Но Ингвару было уже за шестьдесят, а его приемному сыну, лишь восемнадцать. Следовательно, рассказы отшельника давно уже разжигали в юноше желание самостоятельно познать мир. И в снах своих, особенно в последний год, Ян уже не раз прощался с добрым стариком, отправляясь в далекие диковинные страны. Но всякий раз, проснувшись, Ян откладывал свой уход, осознавая, что еще слишком многому может научить его Ингвар.
Мог бы…
Со смертью отшельника оборвалась единственная нить, удерживающая Яна от давно задуманного путешествия в большой мир. Он похоронил останки своего приемного отца, и собрав кое какие полезные в дороге вещи, двинулся на юго-восток. Туда, где, по словам Ингвара, кончалась земля полуразвалившегося Свенского государства, и начиналась богатая земля Златская, обильная и людьми, и пашнями, и товарами.

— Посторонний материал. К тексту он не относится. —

use std::fmt::Write;

use chrono::NaiveDate;

use crate::card::ReportCard;
use crate::models::{NoteHistoryEntry, Report};
use crate::ports::HistoryRequest;
use crate::warning::{self, WarningLevel};

pub fn build_digest(campus: Option<&str>, generated_on: NaiveDate, reports: &[Report]) -> String {
    let summaries = warning::summarize_flags(reports);
    let mut flagged: Vec<Report> = reports
        .iter()
        .filter(|r| WarningLevel::of(r) != WarningLevel::None)
        .cloned()
        .collect();
    warning::sort_by_severity(&mut flagged);

    let mut output = String::new();
    let campus_label = campus.unwrap_or("all campuses");

    let _ = writeln!(output, "# Academic Alert Digest");
    let _ = writeln!(
        output,
        "Generated for {} on {} ({} reports)",
        campus_label,
        generated_on,
        reports.len()
    );
    let _ = writeln!(output);
    let _ = writeln!(output, "## Warning Flags");

    if reports.is_empty() {
        let _ = writeln!(output, "No reports recorded.");
    } else {
        for summary in summaries.iter() {
            let _ = writeln!(output, "- {}: {}", summary.flag.label(), summary.count);
        }
    }

    let _ = writeln!(output);
    let _ = writeln!(output, "## Most Severe");

    if flagged.is_empty() {
        let _ = writeln!(output, "No students with raised flags.");
    } else {
        for report in flagged.iter().take(10) {
            let _ = writeln!(
                output,
                "- {}: {}",
                WarningLevel::of(report).label(),
                ReportCard::from(report)
            );
        }
    }

    let mut recent: Vec<&Report> = reports
        .iter()
        .filter(|r| !r.teacher_note.is_empty() || !r.dvsv_note.is_empty())
        .collect();
    recent.sort_by(|a, b| b.updated_at.cmp(&a.updated_at));
    let _ = writeln!(output);
    let _ = writeln!(output, "## Recent Notes");

    if recent.is_empty() {
        let _ = writeln!(output, "No notes recorded.");
    } else {
        for report in recent.iter().take(5) {
            let _ = writeln!(
                output,
                "- {} ({}) on {}: GV: {} / DVSV: {}",
                report.student_name,
                report.subject,
                report.updated_at.date_naive(),
                or_dash(&report.teacher_note),
                or_dash(&report.dvsv_note)
            );
        }
    }

    output
}

pub fn render_history(request: &HistoryRequest, entries: &[NoteHistoryEntry]) -> String {
    let mut output = String::new();
    let _ = writeln!(output, "## {}", request.title);
    let _ = writeln!(output, "Hiện tại: {}", or_dash(&request.current_value));
    let _ = writeln!(output);

    if entries.is_empty() {
        let _ = writeln!(output, "No history recorded.");
    } else {
        for entry in entries {
            let _ = writeln!(
                output,
                "- {} {}: {}",
                entry.created_at.format("%Y-%m-%d %H:%M"),
                entry.author,
                entry.content
            );
        }
    }

    output
}

fn or_dash(value: &str) -> &str {
    if value.is_empty() {
        "-"
    } else {
        value
    }
}

#[cfg(test)]
mod tests {
    use super::*;
    use crate::models::NoteKind;
    use crate::testing::sample_report;
    use chrono::{TimeZone, Utc};

    #[test]
    fn empty_digest_says_so() {
        let date = NaiveDate::from_ymd_opt(2026, 2, 2).unwrap();
        let digest = build_digest(Some("HN"), date, &[]);
        assert!(digest.contains("Generated for HN on 2026-02-02 (0 reports)"));
        assert!(digest.contains("No reports recorded."));
        assert!(digest.contains("No students with raised flags."));
        assert!(digest.contains("No notes recorded."));
    }

    #[test]
    fn lists_flagged_students_by_severity() {
        let mut warned = sample_report("Avery Lee");
        warned.warn_10 = true;
        let mut banned = sample_report("Kiara Patel");
        banned.banned = true;
        let calm = sample_report("Jules Moreno");

        let date = NaiveDate::from_ymd_opt(2026, 2, 2).unwrap();
        let digest = build_digest(None, date, &[warned, calm, banned]);

        assert!(digest.contains("- Cấm thi: 1"));
        assert!(digest.contains("- Vắng 10%: 1"));
        let kiara = digest.find("- Cấm thi: Kiara Patel").unwrap();
        let avery = digest.find("- Vắng 10%: Avery Lee").unwrap();
        assert!(kiara < avery);
        assert!(!digest.contains(": Jules Moreno"));
    }

    #[test]
    fn history_lists_entries_under_current_value() {
        let report = sample_report("Avery Lee");
        let request = HistoryRequest {
            report_id: report.id,
            kind: NoteKind::DvsvNote,
            title: NoteKind::DvsvNote.history_title().to_string(),
            current_value: String::new(),
        };
        let entries = vec![NoteHistoryEntry {
            report_id: report.id,
            kind: NoteKind::DvsvNote,
            content: "Đã gọi phụ huynh".into(),
            author: "dvsv@fpt.edu.vn".into(),
            created_at: Utc.with_ymd_and_hms(2026, 2, 3, 9, 30, 0).unwrap(),
        }];

        let text = render_history(&request, &entries);
        assert!(text.starts_with("## Lịch sử phản hồi\nHiện tại: -\n"));
        assert!(text.contains("- 2026-02-03 09:30 dvsv@fpt.edu.vn: Đã gọi phụ huynh"));
        assert!(render_history(&request, &[]).contains("No history recorded."));
    }
}
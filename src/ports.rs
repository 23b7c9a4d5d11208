//! Collaborator seams consumed by the dashboard model.
//!
//! Everything that leaves the process (persistence, sign-out, history and
//! versioning views) is an async trait; upward notifications, toasts and
//! navigation are plain fire-and-forget calls.

use async_trait::async_trait;
use uuid::Uuid;

use crate::error::StoreError;
use crate::models::{NoteKind, Report, VersionUpdate};

#[async_trait]
pub trait AuthService: Send + Sync {
    async fn sign_out(&self) -> Result<(), StoreError>;
}

#[async_trait]
pub trait ReportStore: Send + Sync {
    /// Persist the full record. Any error is a failed save.
    async fn save_report(&self, report: &Report) -> Result<(), StoreError>;
}

/// Request to show the edit history of one note field.
#[derive(Debug, Clone, PartialEq)]
pub struct HistoryRequest {
    pub report_id: Uuid,
    pub kind: NoteKind,
    pub title: String,
    pub current_value: String,
}

#[async_trait]
pub trait NoteHistory: Send + Sync {
    async fn open(&self, request: HistoryRequest) -> Result<(), StoreError>;
}

/// Multi-field status update that bypasses the draft/save path.
#[async_trait]
pub trait VersioningFlow: Send + Sync {
    async fn submit(&self, report: &Report, update: VersionUpdate) -> Result<Report, StoreError>;
}

/// Upward propagation to whatever owns the list of reports.
pub trait ReportObserver: Send + Sync {
    fn report_updated(&self, report: &Report);
}

#[derive(Debug, Clone, PartialEq, Eq)]
pub enum Toast {
    Success(String),
    Error(String),
}

pub trait Notifier: Send + Sync {
    fn notify(&self, toast: Toast);
}

pub trait Navigator: Send + Sync {
    fn navigate(&self, path: &str);
}

/// Collaborators an edit session needs to complete a save.
#[derive(Clone, Copy)]
pub struct SessionDeps<'a> {
    pub store: &'a dyn ReportStore,
    pub observer: &'a dyn ReportObserver,
    pub notifier: &'a dyn Notifier,
}

/// Prints toasts to stdout and mirrors them into the log.
#[derive(Debug, Default)]
pub struct ConsoleNotifier;

impl Notifier for ConsoleNotifier {
    fn notify(&self, toast: Toast) {
        match toast {
            Toast::Success(message) => {
                tracing::info!(%message, "toast");
                println!("✓ {message}");
            }
            Toast::Error(message) => {
                tracing::warn!(%message, "toast");
                println!("✗ {message}");
            }
        }
    }
}

#[derive(Debug, Default)]
pub struct LoggingObserver;

impl ReportObserver for LoggingObserver {
    fn report_updated(&self, report: &Report) {
        tracing::info!(
            report_id = %report.id,
            student = %report.student_name,
            updated_at = %report.updated_at,
            "report updated"
        );
    }
}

Но, выйдя из леса, Ян понял, что за десяток лет, которые он провел в обществе Ингвара, многое поменялось. Как выяснилось, война и смута, терзавшая Свению вот уже одиннадцать лет, наконец, подошла к концу. Оставив после себя недобрую память, обедневшие провинции да небольшие, но сплоченные сообщества разномастных вольношатающихся личностей, странствующих по стране в поисках заработка. А именно: маркитантов всех мастей; гадалок, прикидывающихся цыганками и цыганок, прикидывающихся гадалками; бродячих цирюльников; беглых студентов, балансирующих между желанием стать великим, но непризнанным миром философом и открывающимися возможностями заняться рискованным промыслом «работника ножа и топора с большой дороги»; монахов-проповедников предлагающих покаяться, несмотря на отложенный в очередной раз Конец Света; и циркачей, удивительно совмещающих не только все вышеперечисленные рода деятельности, но и десятки других не менее важных и нужных профессий. В общем, всех тех, кто последние годы неотступно следовал за обозами разномастных армий, развлекая, ублажая и обслуживая бравых вояк, а теперь вынужден был искать источник дохода в других местах.

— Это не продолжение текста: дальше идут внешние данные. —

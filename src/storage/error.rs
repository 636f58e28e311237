// SPDX-License-Identifier: AGPL-3.0-or-later
//
// Copyright (C) 2026 Relational Network

//! Storage error type.

use std::io;

/// Error type for storage operations.
#[derive(Debug, thiserror::Error)]
pub enum StorageError {
    /// I/O error during file operations
    #[error("I/O error: {0}")]
    Io(#[source] io::Error),

    /// JSON serialization/deserialization error
    #[error("JSON error: {0}")]
    Json(#[from] serde_json::Error),

    /// Embedded database error
    #[error("database error: {0}")]
    Database(String),

    /// Entity not found
    #[error("Not found: {0}")]
    NotFound(String),

    /// Entity already exists
    #[error("Already exists: {0}")]
    AlreadyExists(String),

    /// Storage not initialized
    #[error("Storage not initialized")]
    NotInitialized,

    /// Reference string with an unknown scheme, or used with the wrong store
    #[error("Invalid storage reference: {0}")]
    InvalidReference(String),

    /// Lifecycle transition not allowed from the current state
    #[error("Cannot {action} a submission that is {state}")]
    InvalidStateTransition { action: &'static str, state: String },

    /// Permission denied (ownership check failed)
    #[error("Permission denied: user {user_id} cannot access {resource}")]
    PermissionDenied { user_id: String, resource: String },

    /// Operation exceeded the configured storage timeout
    #[error("Storage operation timed out: {0}")]
    Timeout(&'static str),

    /// Blocking task panicked or was cancelled
    #[error("Storage task failed: {0}")]
    Task(String),
}

impl From<io::Error> for StorageError {
    fn from(e: io::Error) -> Self {
        if e.kind() == io::ErrorKind::NotFound {
            StorageError::NotFound(e.to_string())
        } else {
            StorageError::Io(e)
        }
    }
}

macro_rules! database_error_from {
    ($($ty:ty),* $(,)?) => {
        $(
            impl From<$ty> for StorageError {
                fn from(e: $ty) -> Self {
                    StorageError::Database(e.to_string())
                }
            }
        )*
    };
}

database_error_from!(
    redb::Error,
    redb::DatabaseError,
    redb::TransactionError,
    redb::TableError,
    redb::StorageError,
    redb::CommitError,
);

/// Result type for storage operations.
pub type StorageResult<T> = Result<T, StorageError>;
// SPDX-License-Identifier: AGPL-3.0-or-later
//
// Copyright (C) 2026 Relational Network

//! Ownership enforcement for record mutations.
//!
//! The auth layer hands the storage layer a verified principal id; every
//! admin mutation checks it against the record's owner before writing.

use super::{StorageError, StorageResult};

/// Trait for resources that have an owner.
pub trait OwnedResource {
    /// Principal id of the owner.
    fn owner_id(&self) -> &str;

    /// Short description used in permission errors.
    fn resource_label(&self) -> String;
}

/// Trait for enforcing ownership on storage operations.
pub trait OwnershipEnforcer {
    /// Verify that the principal owns this resource.
    ///
    /// # Errors
    /// Returns `StorageError::PermissionDenied` if the principal doesn't own the resource.
    fn verify_ownership(&self, principal: &str) -> StorageResult<()>;
}

impl<T: OwnedResource> OwnershipEnforcer for T {
    fn verify_ownership(&self, principal: &str) -> StorageResult<()> {
        if self.owner_id() == principal {
            Ok(())
        } else {
            Err(StorageError::PermissionDenied {
                user_id: principal.to_string(),
                resource: self.resource_label(),
            })
        }
    }
}
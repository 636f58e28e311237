// SPDX-License-Identifier: AGPL-3.0-or-later
//
// Copyright (C) 2026 Relational Network

//! Tagged references to stored ciphertext.
//!
//! References serialize as `inline:<uuid>` or `blob:<uuid>`. The kind is part
//! of the value, so an inline id can never be looked up in the blob store or
//! the other way around.

use std::fmt;
use std::str::FromStr;

use serde::{Deserialize, Serialize};
use uuid::Uuid;

use super::StorageError;

const INLINE_SCHEME: &str = "inline";
const BLOB_SCHEME: &str = "blob";

#[derive(Debug, Clone, Copy, PartialEq, Eq, Hash, Serialize, Deserialize)]
#[serde(try_from = "String", into = "String")]
pub enum StorageRef {
    /// Ciphertext kept in the database next to the record.
    Inline(Uuid),
    /// Ciphertext kept in the blob store.
    Blob(Uuid),
}

impl StorageRef {
    pub fn new_inline() -> Self {
        StorageRef::Inline(Uuid::new_v4())
    }

    pub fn new_blob() -> Self {
        StorageRef::Blob(Uuid::new_v4())
    }

    pub fn id(&self) -> Uuid {
        match self {
            StorageRef::Inline(id) | StorageRef::Blob(id) => *id,
        }
    }

    pub fn is_inline(&self) -> bool {
        matches!(self, StorageRef::Inline(_))
    }
}

impl fmt::Display for StorageRef {
    fn fmt(&self, f: &mut fmt::Formatter<'_>) -> fmt::Result {
        match self {
            StorageRef::Inline(id) => write!(f, "{INLINE_SCHEME}:{id}"),
            StorageRef::Blob(id) => write!(f, "{BLOB_SCHEME}:{id}"),
        }
    }
}

impl FromStr for StorageRef {
    type Err = StorageError;

    fn from_str(s: &str) -> Result<Self, Self::Err> {
        let (scheme, id) = s
            .split_once(':')
            .ok_or_else(|| StorageError::InvalidReference(s.to_string()))?;
        let id = Uuid::parse_str(id).map_err(|_| StorageError::InvalidReference(s.to_string()))?;
        match scheme {
            INLINE_SCHEME => Ok(StorageRef::Inline(id)),
            BLOB_SCHEME => Ok(StorageRef::Blob(id)),
            _ => Err(StorageError::InvalidReference(s.to_string())),
        }
    }
}

impl TryFrom<String> for StorageRef {
    type Error = StorageError;

    fn try_from(value: String) -> Result<Self, Self::Error> {
        value.parse()
    }
}

impl From<StorageRef> for String {
    fn from(value: StorageRef) -> Self {
        value.to_string()
    }
}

И снова юноше сопутствовала удача – он не встретил на своем пути ни одной из расплодившихся ватаг неудержимой дорожной вольницы. И его не прикопали где-нибудь на обочине, польстившись на нехитрый скарб, таившийся в заштопанном заплечном мешке.
Хотя, не исключено, что любители легкой наживы, видя уверенно следующего по тракту молодого человека с внушающим уважение дорожным посохом в руке, сами подумывали о том, как бы не оказаться в придорожной канаве. Ведь попытаться отобрать у такого тощий мешок, в котором и поживиться то, пожалуй, нечем – себе дороже.
В общем, до Белокаменного Злата, молодой охотник добрался без приключений.
Как же тут не поверить в удачу!
А уж что говорить о том, что молодому безденежному страннику, едва прибывшему в столицу и, в сущности, слабо представляющему, что ему делать дальше, прямо на Торговой площади Злата ни с того ни с сего предложили заработать…
В общем, именно удачей объяснял Ян свою встречу с молодой панной, давшей ему странное, но вполне выполнимое задание. Да при том, еще и обещавшей расплатиться по-царски.